Question

$OABC$ is a tetrahedron. The position vectors of $A,B$ and $C$ are $\hat{i},\hat{i}+\hat{j},\hat{j}+\hat{k}$ respectively. ${}^{\prime }{O}^{\prime }$ is the origin.

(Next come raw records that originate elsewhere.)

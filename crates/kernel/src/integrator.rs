//! Time integration and time-step selection.

use serde::{Deserialize, Serialize};

use crate::parallel::ExecutionMode;
use crate::particle::ParticleArrays;

/// Time integration scheme.
#[derive(Debug, Clone, Copy, PartialEq, Eq, Default, Serialize, Deserialize)]
pub enum IntegrationScheme {
    /// `v += a dt; x += v dt` (symplectic, the default)
    #[default]
    SemiImplicitEuler,
    /// `x += v dt; v += a dt`, kept for comparison runs
    ExplicitEuler,
    /// Classical fourth-order Runge-Kutta; accelerations are re-evaluated at
    /// every intermediate stage
    RungeKutta4,
}

/// Advance velocities and positions by `dt`.
///
/// The particles' accelerations must already be evaluated for their current
/// state. `evaluate` recomputes accelerations in place for an intermediate
/// state; only [`IntegrationScheme::RungeKutta4`] calls it.
///
/// Velocity components are clamped to `[-max_speed, max_speed]` after the
/// velocity update so that one extreme step cannot push a particle to a
/// non-finite position. Returns the number of particles that were clamped.
/// A NaN velocity passes through unchanged and is caught by the controller.
pub fn integrate<F>(
    particles: &mut ParticleArrays,
    dt: f32,
    max_speed: f32,
    scheme: IntegrationScheme,
    mode: ExecutionMode,
    evaluate: F,
) -> usize
where
    F: FnMut(&mut ParticleArrays),
{
    let next = match scheme {
        IntegrationScheme::SemiImplicitEuler | IntegrationScheme::ExplicitEuler => {
            euler(particles, dt, max_speed, scheme, mode)
        }
        IntegrationScheme::RungeKutta4 => runge_kutta4(particles, dt, max_speed, mode, evaluate),
    };
    store(particles, next)
}

type Advanced = ([f32; 3], [f32; 3], bool);

/// Clamp one velocity component, flagging real clamps (not NaN).
#[inline]
fn clamp_component(v: f32, max_speed: f32, clamped: &mut bool) -> f32 {
    let c = v.clamp(-max_speed, max_speed);
    *clamped |= c != v && !v.is_nan();
    c
}

fn euler(
    particles: &ParticleArrays,
    dt: f32,
    max_speed: f32,
    scheme: IntegrationScheme,
    mode: ExecutionMode,
) -> Vec<Advanced> {
    let p = particles;
    mode.map_particles(p.len(), |i| {
        let pos = p.position(i);
        let vel = p.velocity(i);
        let acc = p.acceleration(i);
        let mut clamped = false;
        let mut new_pos = pos;
        let mut new_vel = vel;
        for axis in 0..3 {
            let v = clamp_component(vel[axis] + acc[axis] * dt, max_speed, &mut clamped);
            new_vel[axis] = v;
            new_pos[axis] = match scheme {
                IntegrationScheme::ExplicitEuler => pos[axis] + vel[axis] * dt,
                _ => pos[axis] + v * dt,
            };
        }
        (new_pos, new_vel, clamped)
    })
}

/// Derivative samples of one Runge-Kutta stage: velocity and acceleration
/// per particle.
struct Stage {
    vel: Vec<[f32; 3]>,
    acc: Vec<[f32; 3]>,
}

impl Stage {
    fn sample(p: &ParticleArrays) -> Self {
        Self {
            vel: (0..p.len()).map(|i| p.velocity(i)).collect(),
            acc: (0..p.len()).map(|i| p.acceleration(i)).collect(),
        }
    }
}

fn runge_kutta4<F>(
    particles: &ParticleArrays,
    dt: f32,
    max_speed: f32,
    mode: ExecutionMode,
    mut evaluate: F,
) -> Vec<Advanced>
where
    F: FnMut(&mut ParticleArrays),
{
    let n = particles.len();
    let x0: Vec<[f32; 3]> = (0..n).map(|i| particles.position(i)).collect();
    let v0: Vec<[f32; 3]> = (0..n).map(|i| particles.velocity(i)).collect();

    let k1 = Stage::sample(particles);
    let mut state = particles.clone();
    let mut next_stage = |from: &Stage, scale: f32| {
        for i in 0..n {
            let x = [0, 1, 2].map(|a| x0[i][a] + scale * dt * from.vel[i][a]);
            let v = [0, 1, 2].map(|a| v0[i][a] + scale * dt * from.acc[i][a]);
            state.set_position(i, x);
            state.set_velocity(i, v);
        }
        evaluate(&mut state);
        Stage::sample(&state)
    };
    let k2 = next_stage(&k1, 0.5);
    let k3 = next_stage(&k2, 0.5);
    let k4 = next_stage(&k3, 1.0);

    let sixth = dt / 6.0;
    mode.map_particles(n, |i| {
        let mut clamped = false;
        let mut new_pos = x0[i];
        let mut new_vel = v0[i];
        for axis in 0..3 {
            let dv = k1.acc[i][axis] + 2.0 * k2.acc[i][axis] + 2.0 * k3.acc[i][axis] + k4.acc[i][axis];
            let dx = k1.vel[i][axis] + 2.0 * k2.vel[i][axis] + 2.0 * k3.vel[i][axis] + k4.vel[i][axis];
            new_vel[axis] = clamp_component(v0[i][axis] + sixth * dv, max_speed, &mut clamped);
            new_pos[axis] = x0[i][axis] + sixth * dx;
        }
        (new_pos, new_vel, clamped)
    })
}

fn store(particles: &mut ParticleArrays, next: Vec<Advanced>) -> usize {
    let mut clamped_count = 0;
    for (i, (pos, vel, clamped)) in next.into_iter().enumerate() {
        particles.set_position(i, pos);
        particles.set_velocity(i, vel);
        clamped_count += clamped as usize;
    }
    clamped_count
}

/// Minimum suggested timestep.
const MIN_DT: f32 = 1.0e-8;

/// Suggest a stable timestep from the current state.
///
/// Two criteria are combined (minimum is used):
/// 1. Velocity CFL: `cfl * h / v_max`
/// 2. Force-based:  `0.25 * sqrt(h / a_max)`
///
/// Returns `fallback` when the system is at rest with no acceleration.
pub fn cfl_time_step(particles: &ParticleArrays, h: f32, cfl: f32, fallback: f32) -> f32 {
    let mut max_speed = 0.0_f32;
    let mut max_accel = 0.0_f32;
    for i in 0..particles.len() {
        let v = (particles.vx[i] * particles.vx[i]
            + particles.vy[i] * particles.vy[i]
            + particles.vz[i] * particles.vz[i])
            .sqrt();
        max_speed = max_speed.max(v);
        let a = (particles.ax[i] * particles.ax[i]
            + particles.ay[i] * particles.ay[i]
            + particles.az[i] * particles.az[i])
            .sqrt();
        max_accel = max_accel.max(a);
    }

    let dt_cfl = if max_speed > 1.0e-12 {
        cfl * h / max_speed
    } else {
        fallback
    };
    let dt_force = if max_accel > 1.0e-12 {
        0.25 * (h / max_accel).sqrt()
    } else {
        fallback
    };
    dt_cfl.min(dt_force).min(fallback).max(MIN_DT)
}

#[cfg(test)]
mod tests {
    use super::*;

    fn single(vel: [f32; 3], acc: [f32; 3]) -> ParticleArrays {
        let mut p = ParticleArrays::new();
        p.push_particle([0.0; 3], vel, 1.0);
        p.ax[0] = acc[0];
        p.ay[0] = acc[1];
        p.az[0] = acc[2];
        p
    }

    /// Stage evaluation for a fixed acceleration field.
    fn hold(_: &mut ParticleArrays) {}

    /// Linear drag `a = -k v` with `k = 2`.
    fn drag(p: &mut ParticleArrays) {
        for i in 0..p.len() {
            p.ax[i] = -2.0 * p.vx[i];
            p.ay[i] = -2.0 * p.vy[i];
            p.az[i] = -2.0 * p.vz[i];
        }
    }

    #[test]
    fn semi_implicit_uses_updated_velocity() {
        let mut p = single([1.0, 0.0, 0.0], [0.0, -10.0, 0.0]);
        let clamped = integrate(&mut p, 0.1, 100.0, IntegrationScheme::SemiImplicitEuler, ExecutionMode::Sequential, hold);
        assert_eq!(clamped, 0);
        assert!((p.vy[0] + 1.0).abs() < 1.0e-6);
        assert!((p.y[0] + 0.1).abs() < 1.0e-6, "y = {}", p.y[0]);
        assert!((p.x[0] - 0.1).abs() < 1.0e-6);
    }

    #[test]
    fn explicit_uses_old_velocity() {
        let mut p = single([0.0; 3], [0.0, -10.0, 0.0]);
        integrate(&mut p, 0.1, 100.0, IntegrationScheme::ExplicitEuler, ExecutionMode::Sequential, hold);
        assert_eq!(p.y[0], 0.0);
        assert!((p.vy[0] + 1.0).abs() < 1.0e-6);
    }

    #[test]
    fn velocity_clamped_per_component() {
        let mut p = single([0.0; 3], [1.0e6, -1.0e6, 1.0]);
        let clamped = integrate(&mut p, 1.0, 5.0, IntegrationScheme::SemiImplicitEuler, ExecutionMode::Sequential, hold);
        assert_eq!(clamped, 1);
        assert_eq!(p.vx[0], 5.0);
        assert_eq!(p.vy[0], -5.0);
        assert_eq!(p.vz[0], 1.0);
        assert_eq!(p.x[0], 5.0);
    }

    #[test]
    fn infinite_max_speed_never_clamps() {
        let mut p = single([0.0; 3], [1.0e6, 0.0, 0.0]);
        let clamped = integrate(&mut p, 1.0, f32::INFINITY, IntegrationScheme::SemiImplicitEuler, ExecutionMode::Sequential, hold);
        assert_eq!(clamped, 0);
        assert_eq!(p.vx[0], 1.0e6);
    }

    #[test]
    fn runge_kutta_exact_for_constant_acceleration() {
        let mut p = single([1.0, 2.0, 0.0], [0.0, -10.0, 4.0]);
        let clamped = integrate(&mut p, 0.1, 100.0, IntegrationScheme::RungeKutta4, ExecutionMode::Sequential, hold);
        assert_eq!(clamped, 0);
        assert!((p.x[0] - 0.1).abs() < 1.0e-6, "x = {}", p.x[0]);
        assert!((p.y[0] - (0.2 - 0.05)).abs() < 1.0e-6, "y = {}", p.y[0]);
        assert!((p.z[0] - 0.02).abs() < 1.0e-6, "z = {}", p.z[0]);
        assert!((p.vy[0] - 1.0).abs() < 1.0e-6);
        assert!((p.vz[0] - 0.4).abs() < 1.0e-6);
    }

    #[test]
    fn runge_kutta_tracks_drag_decay() {
        let dt = 0.01;
        let steps = 100;
        let exact_v = (-2.0_f64).exp();
        let exact_x = 0.5 * (1.0 - exact_v);

        let mut rk = single([1.0, 0.0, 0.0], [-2.0, 0.0, 0.0]);
        let mut euler = rk.clone();
        for _ in 0..steps {
            integrate(&mut rk, dt, 100.0, IntegrationScheme::RungeKutta4, ExecutionMode::Sequential, drag);
            drag(&mut rk);
            integrate(&mut euler, dt, 100.0, IntegrationScheme::SemiImplicitEuler, ExecutionMode::Sequential, hold);
            drag(&mut euler);
        }
        let rk_err = (rk.vx[0] as f64 - exact_v).abs();
        let euler_err = (euler.vx[0] as f64 - exact_v).abs();
        eprintln!("v error after {steps} steps: rk4 {rk_err:.3e}, euler {euler_err:.3e}");
        assert!(rk_err < 1.0e-5);
        assert!(euler_err > 1.0e-3);
        assert!((rk.x[0] as f64 - exact_x).abs() < 1.0e-5, "x = {}", rk.x[0]);
    }

    #[test]
    fn runge_kutta_clamps_final_velocity() {
        let mut p = single([0.0; 3], [1.0e6, 0.0, 0.0]);
        let clamped = integrate(&mut p, 1.0, 5.0, IntegrationScheme::RungeKutta4, ExecutionMode::Parallel, hold);
        assert_eq!(clamped, 1);
        assert_eq!(p.vx[0], 5.0);
    }

    #[test]
    fn cfl_shrinks_with_speed() {
        let slow = single([0.1, 0.0, 0.0], [0.0; 3]);
        let fast = single([10.0, 0.0, 0.0], [0.0; 3]);
        let dt_slow = cfl_time_step(&slow, 0.1, 0.4, 0.01);
        let dt_fast = cfl_time_step(&fast, 0.1, 0.4, 0.01);
        assert_eq!(dt_slow, 0.01);
        assert!((dt_fast - 0.004).abs() < 1.0e-6, "dt_fast = {dt_fast}");
    }

    #[test]
    fn cfl_at_rest_returns_fallback() {
        let rest = single([0.0; 3], [0.0; 3]);
        assert_eq!(cfl_time_step(&rest, 0.1, 0.4, 0.002), 0.002);
    }
}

The distance of the plane face $ABC$ from origin $O$ is

• A. $\frac{1}{2}$
• B. $\frac{1}{\sqrt{2}}$
• C. $\frac{1}{2\sqrt{2}}$
• D. $1$

Answer 1

Answer: (B)

$\frac{1}{\sqrt{2}}$

Volume of tetrahedron
$=\frac{1}{6}\left[\begin{array}{c}\overrightarrow{OA}\overrightarrow{OB}\overrightarrow{OC}\end{array}\right]=\frac{1}{6}\left|\begin{array}{ccc}1& 0& 0\\ 1& 1& 0\\ 0& 1& 1\end{array}\right|=\frac{1}{6}$
Area of face $ABC,=\frac{1}{2}\left|\begin{array}{c}\left(\begin{array}{c}\hat{i}+\hat{j}-\hat{i}\end{array}\right)\times \left(\begin{array}{c}\hat{j}+\hat{k}-\hat{i}\end{array}\right)\end{array}\right|$
$=\frac{1}{2}\left|\begin{array}{c}\hat{i}+\hat{k}\end{array}\right|=\frac{1}{\sqrt{2}}$
$\therefore$ Required distance
$=\frac{3\times volume}{Areaofbase}=\frac{3\sqrt{2}}{6}=\frac{1}{\sqrt{2}}$